Many studies have shown that flat screen devices like your TV or phone emit what is known as “blue light,” which suppresses the production of melatonin, the chemical that makes you sleepy. Try reading a book in bed instead, to avoid tossing and turning while your brain takes you on an hour-long stress ride that begins with you missing one credit card payment and ends with you being incarcerated in a cell with J. K. Simmons’ Nazi rapist character from Oz in a way that somehow all makes perfect logical sense and OH GOD you should check your bank balance right now.
To get your body to enter a sleep state, concentrate on your toes and will them to unclench and relax: It’s a combination of physical relaxation and simple mental exercise that will get you snoozing in no time. Next, think about your feet and make them do the same thing. Feeling sleepy yet? Once you hit your calves, allow yourself to lose your concentration and instead remember how everyone used to make fun of your calves in gym class. Spend 15 minutes wondering what that bastard Kevin McGinley’s up to now and praying he’s not happy or successful in any way.

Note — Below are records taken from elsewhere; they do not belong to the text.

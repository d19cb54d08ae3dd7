//! Pyramid coordinate math.
//!
//! A tile lives at `(z, x, y)` where `z = 0` is the coarsest level and
//! `z = MAX_ZOOM` is the leaf level where generation happens. Every coarser
//! tile is derived from its four children.

use serde::{Deserialize, Serialize};
use std::fmt;

use crate::core::error::{Error, Result};

/// Leaf zoom level. Tile generation is only permitted here; all coarser
/// levels are derived by downsampling.
pub const MAX_ZOOM: u8 = 8;

/// Tile edge length in pixels.
pub const TILE_SIZE: u32 = 256;

/// A pyramid cell coordinate.
///
/// The map is an infinite window anchored at `(0, 0)`; `x` and `y` are only
/// bounded by their type. Ordering is `(z, x, y)` lexicographic, which keeps
/// per-level batches deterministic.
#[derive(
    Debug, Clone, Copy, PartialEq, Eq, Hash, PartialOrd, Ord, Serialize, Deserialize,
)]
pub struct TileCoord {
    /// Zoom level, `0..=MAX_ZOOM`.
    pub z: u8,
    /// Column.
    pub x: u32,
    /// Row.
    pub y: u32,
}

impl TileCoord {
    /// Build a validated coordinate. Rejects zoom levels beyond [`MAX_ZOOM`]
    /// before any I/O happens.
    pub fn new(z: u8, x: u32, y: u32) -> Result<Self> {
        if z > MAX_ZOOM {
            return Err(Error::invalid_argument(format!(
                "zoom {z} exceeds maximum {MAX_ZOOM}"
            )));
        }
        Ok(Self { z, x, y })
    }

    /// Whether this cell sits at the leaf level.
    pub fn is_leaf(&self) -> bool {
        self.z == MAX_ZOOM
    }

    /// The enclosing cell one level coarser, or `None` at the root level.
    pub fn parent(&self) -> Option<TileCoord> {
        if self.z == 0 {
            return None;
        }
        Some(TileCoord {
            z: self.z - 1,
            x: self.x >> 1,
            y: self.y >> 1,
        })
    }

    /// The 2x2 block one level finer, in NW, NE, SW, SE order.
    /// `None` at the leaf level, which has no children.
    pub fn children(&self) -> Option<[TileCoord; 4]> {
        if self.z >= MAX_ZOOM {
            return None;
        }
        let (z, x, y) = (self.z + 1, self.x << 1, self.y << 1);
        Some([
            TileCoord { z, x, y },
            TileCoord { z, x: x + 1, y },
            TileCoord { z, x, y: y + 1 },
            TileCoord { z, x: x + 1, y: y + 1 },
        ])
    }
}

impl fmt::Display for TileCoord {
    fn fmt(&self, f: &mut fmt::Formatter<'_>) -> fmt::Result {
        write!(f, "{}/{}/{}", self.z, self.x, self.y)
    }
}

#[cfg(test)]
mod tests {
    use super::*;

    #[test]
    fn test_parent_halves_coordinates() {
        let c = TileCoord::new(8, 11, 10).unwrap();
        assert_eq!(c.parent(), Some(TileCoord { z: 7, x: 5, y: 5 }));
        assert_eq!(TileCoord::new(0, 0, 0).unwrap().parent(), None);
    }

    #[test]
    fn test_children_order_is_nw_ne_sw_se() {
        let c = TileCoord::new(3, 2, 5).unwrap();
        let kids = c.children().unwrap();
        assert_eq!(kids[0], TileCoord { z: 4, x: 4, y: 10 });
        assert_eq!(kids[1], TileCoord { z: 4, x: 5, y: 10 });
        assert_eq!(kids[2], TileCoord { z: 4, x: 4, y: 11 });
        assert_eq!(kids[3], TileCoord { z: 4, x: 5, y: 11 });
    }

    #[test]
    fn test_children_roundtrip_through_parent() {
        let c = TileCoord::new(5, 9, 7).unwrap();
        for child in c.children().unwrap() {
            assert_eq!(child.parent(), Some(c));
        }
    }

    #[test]
    fn test_leaf_has_no_children() {
        assert!(TileCoord::new(MAX_ZOOM, 1, 1).unwrap().children().is_none());
    }

    #[test]
    fn test_zoom_bound_enforced() {
        assert!(TileCoord::new(MAX_ZOOM + 1, 0, 0).is_err());
    }
}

If you’re still awake, try taking deep, soothing breaths in through your nose and exhaling through your mouth, but most definitely NOT the other way around. Count to five on the inhale and again on the exhale: This will flood your body with oxygen and make your brain more susceptible to the suggestion of sleep. Try not to think about the time Kevin told everyone you had “doody-breath” when you exhale.
Okay, fuck it, it’s been an hour and a half and there’s no way you’re getting to sleep without seeing what that fuck’s been up to since high school. Search for him on every social media site you can think of, then try and put it all together while telling yourself that this will be good for you, somehow. Closure, or something? Whatever helps you sleep at night, which still hasn't happened as of yet, by the way.
Married? That fucker’s married, with kids? Who the hell would marry Kevin McGinley? You were so sure his life had peaked in Junior year, how can this be? And it’s distressingly likely, looking at his LinkedIn profile (yes you went there) that he earns considerably more than you in a much more interesting job. Clearly, something has gone very, very wrong in the universe.
Resign yourself to a night of torment and chain smoke till around 3AM while thinking about where you went wrong in life. It was probably Alice, to be honest. Sweet, beautiful, brilliant Alice, who you completely ruined it with for no reason other than that you just can’t do anything right, can you? Look at yourself, you’re out of shape, miserable and barely scraping by. No wonder everyone hates you and wishes you’d just disappear forever. USEFUL TIP: Herbal tea has also been shown to have properties beneficial to those with sleep disorders.
If your brain hasn’t agreed to go to sleep now, you’ll have to drug it — just like that bastard Kevin McGinley must have done to his wife, I mean he must have, there’s no other reasonable explanation. Take more than you actually need with the alcohol the label expressly recommends not drinking and sleep right through your alarm, waking up even more exhausted 11 hours later to five increasingly angry voicemails from your boss. Contemplate running away, but finally reason that everything will seem better after a good night’s sleep.